● **Task item**
This exercise needs the complete data reproduced exactly.
-- Material supplied follows --
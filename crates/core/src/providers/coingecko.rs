use async_trait::async_trait;
use reqwest::{Client, StatusCode};
use serde::de::DeserializeOwned;
use serde::Deserialize;
use serde_json::Value;
use std::time::Duration;

use crate::errors::CoreError;
use crate::models::market::{ChartDays, Coin, CoinSearchHit, GlobalMarketData, MarketChart, SimplePrices};
use super::traits::MarketDataProvider;

/// How requests reach CoinGecko.
#[derive(Debug, Clone, PartialEq, Eq)]
enum Endpoint {
    /// `{base}{path}?{query}`
    Direct(String),
    /// `{prefix}{urlencode(upstream + path + query)}`, for CORS-style
    /// forwarding proxies that take the target URL as their query.
    Proxied { prefix: String, upstream: String },
}

/// CoinGecko v3 API client.
///
/// - **Free**: no API key required, aggressive rate limits (HTTP 429).
/// - **Endpoints**: `/coins/markets`, `/coins/{id}/market_chart`,
///   `/coins/{id}`, `/search`, `/global`, `/simple/price`
///
/// One instance talks to one base URL. The market service owns retry
/// and fallback ordering across instances.
pub struct CoinGeckoProvider {
    client: Client,
    name: String,
    endpoint: Endpoint,
}

impl CoinGeckoProvider {
    /// Client that calls `base_url` directly.
    pub fn new(base_url: impl Into<String>) -> Self {
        let base_url = base_url.into();
        Self {
            client: build_client(),
            name: format!("CoinGecko ({})", host_of(&base_url)),
            endpoint: Endpoint::Direct(trim_base(base_url)),
        }
    }

    /// Client that routes every request through a forwarding proxy.
    pub fn proxied(proxy_prefix: impl Into<String>, upstream_base: impl Into<String>) -> Self {
        let prefix = proxy_prefix.into();
        Self {
            client: build_client(),
            name: format!("CoinGecko via {}", host_of(&prefix)),
            endpoint: Endpoint::Proxied {
                prefix,
                upstream: trim_base(upstream_base.into()),
            },
        }
    }

    /// Full request URL for `path` with query pairs.
    pub fn request_url(&self, path: &str, query: &[(&str, String)]) -> String {
        let base = match &self.endpoint {
            Endpoint::Direct(base) => base,
            Endpoint::Proxied { upstream, .. } => upstream,
        };
        let mut url = format!("{base}{path}");
        if !query.is_empty() {
            let pairs: Vec<String> = query
                .iter()
                .map(|(k, v)| format!("{k}={}", urlencoding::encode(v)))
                .collect();
            url.push('?');
            url.push_str(&pairs.join("&"));
        }
        match &self.endpoint {
            Endpoint::Direct(_) => url,
            Endpoint::Proxied { prefix, .. } => format!("{prefix}{}", urlencoding::encode(&url)),
        }
    }

    async fn get_json<T: DeserializeOwned>(
        &self,
        path: &str,
        query: &[(&str, String)],
    ) -> Result<T, CoreError> {
        let url = self.request_url(path, query);
        let resp = self.client.get(&url).send().await?;

        let status = resp.status();
        if status == StatusCode::TOO_MANY_REQUESTS {
            return Err(CoreError::RateLimited(self.name.clone()));
        }
        if !status.is_success() {
            return Err(CoreError::Api {
                provider: self.name.clone(),
                message: format!("HTTP {status} for {path}"),
            });
        }

        resp.json().await.map_err(|e| CoreError::Api {
            provider: self.name.clone(),
            message: format!("Failed to parse {path}: {e}"),
        })
    }
}

fn build_client() -> Client {
    Client::builder()
        .timeout(Duration::from_secs(10))
        .build()
        .unwrap_or_else(|_| Client::new())
}

fn trim_base(base: String) -> String {
    base.trim_end_matches('/').to_string()
}

fn host_of(url: &str) -> &str {
    let rest = url.split_once("://").map(|(_, r)| r).unwrap_or(url);
    rest.split(['/', '?']).next().unwrap_or(rest)
}

// ── CoinGecko API response types ────────────────────────────────────

#[derive(Deserialize)]
struct SearchResponse {
    #[serde(default)]
    coins: Vec<CoinSearchHit>,
}

#[derive(Deserialize)]
struct GlobalResponse {
    data: GlobalMarketData,
}

#[async_trait]
impl MarketDataProvider for CoinGeckoProvider {
    fn name(&self) -> &str {
        &self.name
    }

    async fn top_coins(&self, count: usize, currency: &str) -> Result<Vec<Coin>, CoreError> {
        self.get_json(
            "/coins/markets",
            &[
                ("vs_currency", currency.to_string()),
                ("order", "market_cap_desc".into()),
                ("per_page", count.to_string()),
                ("page", "1".into()),
                ("sparkline", "false".into()),
                ("price_change_percentage", "1h,24h,7d".into()),
                ("locale", "en".into()),
            ],
        )
        .await
    }

    async fn market_chart(
        &self,
        coin_id: &str,
        days: ChartDays,
        currency: &str,
    ) -> Result<MarketChart, CoreError> {
        self.get_json(
            &format!("/coins/{}/market_chart", urlencoding::encode(coin_id)),
            &[
                ("vs_currency", currency.to_string()),
                ("days", days.to_string()),
                ("interval", days.interval().to_string()),
            ],
        )
        .await
    }

    async fn coin_details(&self, coin_id: &str) -> Result<Value, CoreError> {
        self.get_json(
            &format!("/coins/{}", urlencoding::encode(coin_id)),
            &[
                ("localization", "false".into()),
                ("tickers", "false".into()),
                ("market_data", "true".into()),
                ("community_data", "false".into()),
                ("developer_data", "false".into()),
                ("sparkline", "false".into()),
            ],
        )
        .await
    }

    async fn search(&self, query: &str) -> Result<Vec<CoinSearchHit>, CoreError> {
        let resp: SearchResponse = self.get_json("/search", &[("query", query.to_string())]).await?;
        Ok(resp.coins)
    }

    async fn global(&self) -> Result<GlobalMarketData, CoreError> {
        let resp: GlobalResponse = self.get_json("/global", &[]).await?;
        Ok(resp.data)
    }

    async fn simple_prices(&self, ids: &[String], currency: &str) -> Result<SimplePrices, CoreError> {
        if ids.is_empty() {
            return Ok(SimplePrices::new());
        }
        self.get_json(
            "/simple/price",
            &[("ids", ids.join(",")), ("vs_currencies", currency.to_string())],
        )
        .await
    }
}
-- Material supplied concluded --
● **Answer to the exercise**
filename crates/core/src/providers/coingecko.rs
use async_trait::async_trait;
use reqwest::{Client, StatusCode};
use serde::de::DeserializeOwned;
use serde::Deserialize;
use serde_json::Value;
use std::time::Duration;

use crate::errors::CoreError;
use crate::models::market::{ChartDays, Coin, CoinSearchHit, GlobalMarketData, MarketChart, SimplePrices};
use super::traits::MarketDataProvider;

/// How requests reach CoinGecko.
#[derive(Debug, Clone, PartialEq, Eq)]
enum Endpoint {
    /// `{base}{path}?{query}`
    Direct(String),
    /// `{prefix}{urlencode(upstream + path + query)}`, for CORS-style
    /// forwarding proxies that take the target URL as their query.
    Proxied { prefix: String, upstream: String },
}

/// CoinGecko v3 API client.
///
/// - **Free**: no API key required, aggressive rate limits (HTTP 429).
/// - **Endpoints**: `/coins/markets`, `/coins/{id}/market_chart`,
///   `/coins/{id}`, `/search`, `/global`, `/simple/price`
///
/// One instance talks to one base URL. The market service owns retry
/// and fallback ordering across instances.
pub struct CoinGeckoProvider {
    client: Client,
    name: String,
    endpoint: Endpoint,
}

impl CoinGeckoProvider {
    /// Client that calls `base_url` directly.
    pub fn new(base_url: impl Into<String>) -> Self {
        let base_url = base_url.into();
        Self {
            client: build_client(),
            name: format!("CoinGecko ({})", host_of(&base_url)),
            endpoint: Endpoint::Direct(trim_base(base_url)),
        }
    }

    /// Client that routes every request through a forwarding proxy.
    pub fn proxied(proxy_prefix: impl Into<String>, upstream_base: impl Into<String>) -> Self {
        let prefix = proxy_prefix.into();
        Self {
            client: build_client(),
            name: format!("CoinGecko via {}", host_of(&prefix)),
            endpoint: Endpoint::Proxied {
                prefix,
                upstream: trim_base(upstream_base.into()),
            },
        }
    }

    /// Full request URL for `path` with query pairs.
    pub fn request_url(&self, path: &str, query: &[(&str, String)]) -> String {
        let base = match &self.endpoint {
            Endpoint::Direct(base) => base,
            Endpoint::Proxied { upstream, .. } => upstream,
        };
        let mut url = format!("{base}{path}");
        if !query.is_empty() {
            let pairs: Vec<String> = query
                .iter()
                .map(|(k, v)| format!("{k}={}", urlencoding::encode(v)))
                .collect();
            url.push('?');
            url.push_str(&pairs.join("&"));
        }
        match &self.endpoint {
            Endpoint::Direct(_) => url,
            Endpoint::Proxied { prefix, .. } => format!("{prefix}{}", urlencoding::encode(&url)),
        }
    }

    async fn get_json<T: DeserializeOwned>(
        &self,
        path: &str,
        query: &[(&str, String)],
    ) -> Result<T, CoreError> {
        let url = self.request_url(path, query);
        let resp = self.client.get(&url).send().await?;

        let status = resp.status();
        if status == StatusCode::TOO_MANY_REQUESTS {
            return Err(CoreError::RateLimited(self.name.clone()));
        }
        if !status.is_success() {
            return Err(CoreError::Api {
                provider: self.name.clone(),
                message: format!("HTTP {status} for {path}"),
            });
        }

        resp.json().await.map_err(|e| CoreError::Api {
            provider: self.name.clone(),
            message: format!("Failed to parse {path}: {e}"),
        })
    }
}

fn build_client() -> Client {
    Client::builder()
        .timeout(Duration::from_secs(10))
        .build()
        .unwrap_or_else(|_| Client::new())
}

fn trim_base(base: String) -> String {
    base.trim_end_matches('/').to_string()
}

fn host_of(url: &str) -> &str {
    let rest = url.split_once("://").map(|(_, r)| r).unwrap_or(url);
    rest.split(['/', '?']).next().unwrap_or(rest)
}

// ── CoinGecko API response types ────────────────────────────────────

#[derive(Deserialize)]
struct SearchResponse {
    #[serde(default)]
    coins: Vec<CoinSearchHit>,
}

#[derive(Deserialize)]
struct GlobalResponse {
    data: GlobalMarketData,
}

#[async_trait]
impl MarketDataProvider for CoinGeckoProvider {
    fn name(&self) -> &str {
        &self.name
    }

    async fn top_coins(&self, count: usize, currency: &str) -> Result<Vec<Coin>, CoreError> {
        self.get_json(
            "/coins/markets",
            &[
                ("vs_currency", currency.to_string()),
                ("order", "market_cap_desc".into()),
                ("per_page", count.to_string()),
                ("page", "1".into()),
                ("sparkline", "false".into()),
                ("price_change_percentage", "1h,24h,7d".into()),
                ("locale", "en".into()),
            ],
        )
        .await
    }

    async fn market_chart(
        &self,
        coin_id: &str,
        days: ChartDays,
        currency: &str,
    ) -> Result<MarketChart, CoreError> {
        self.get_json(
            &format!("/coins/{}/market_chart", urlencoding::encode(coin_id)),
            &[
                ("vs_currency", currency.to_string()),
                ("days", days.to_string()),
                ("interval", days.interval().to_string()),
            ],
        )
        .await
    }

    async fn coin_details(&self, coin_id: &str) -> Result<Value, CoreError> {
        self.get_json(
            &format!("/coins/{}", urlencoding::encode(coin_id)),
            &[
                ("localization", "false".into()),
                ("tickers", "false".into()),
                ("market_data", "true".into()),
                ("community_data", "false".into()),
                ("developer_data", "false".into()),
                ("sparkline", "false".into()),
            ],
        )
        .await
    }

    async fn search(&self, query: &str) -> Result<Vec<CoinSearchHit>, CoreError> {
        let resp: SearchResponse = self.get_json("/search", &[("query", query.to_string())]).await?;
        Ok(resp.coins)
    }

    async fn global(&self) -> Result<GlobalMarketData, CoreError> {
        let resp: GlobalResponse = self.get_json("/global", &[]).await?;
        Ok(resp.data)
    }

    async fn simple_prices(&self, ids: &[String], currency: &str) -> Result<SimplePrices, CoreError> {
        if ids.is_empty() {
            return Ok(SimplePrices::new());
        }
        self.get_json(
            "/simple/price",
            &[("ids", ids.join(",")), ("vs_currencies", currency.to_string())],
        )
        .await
    }
}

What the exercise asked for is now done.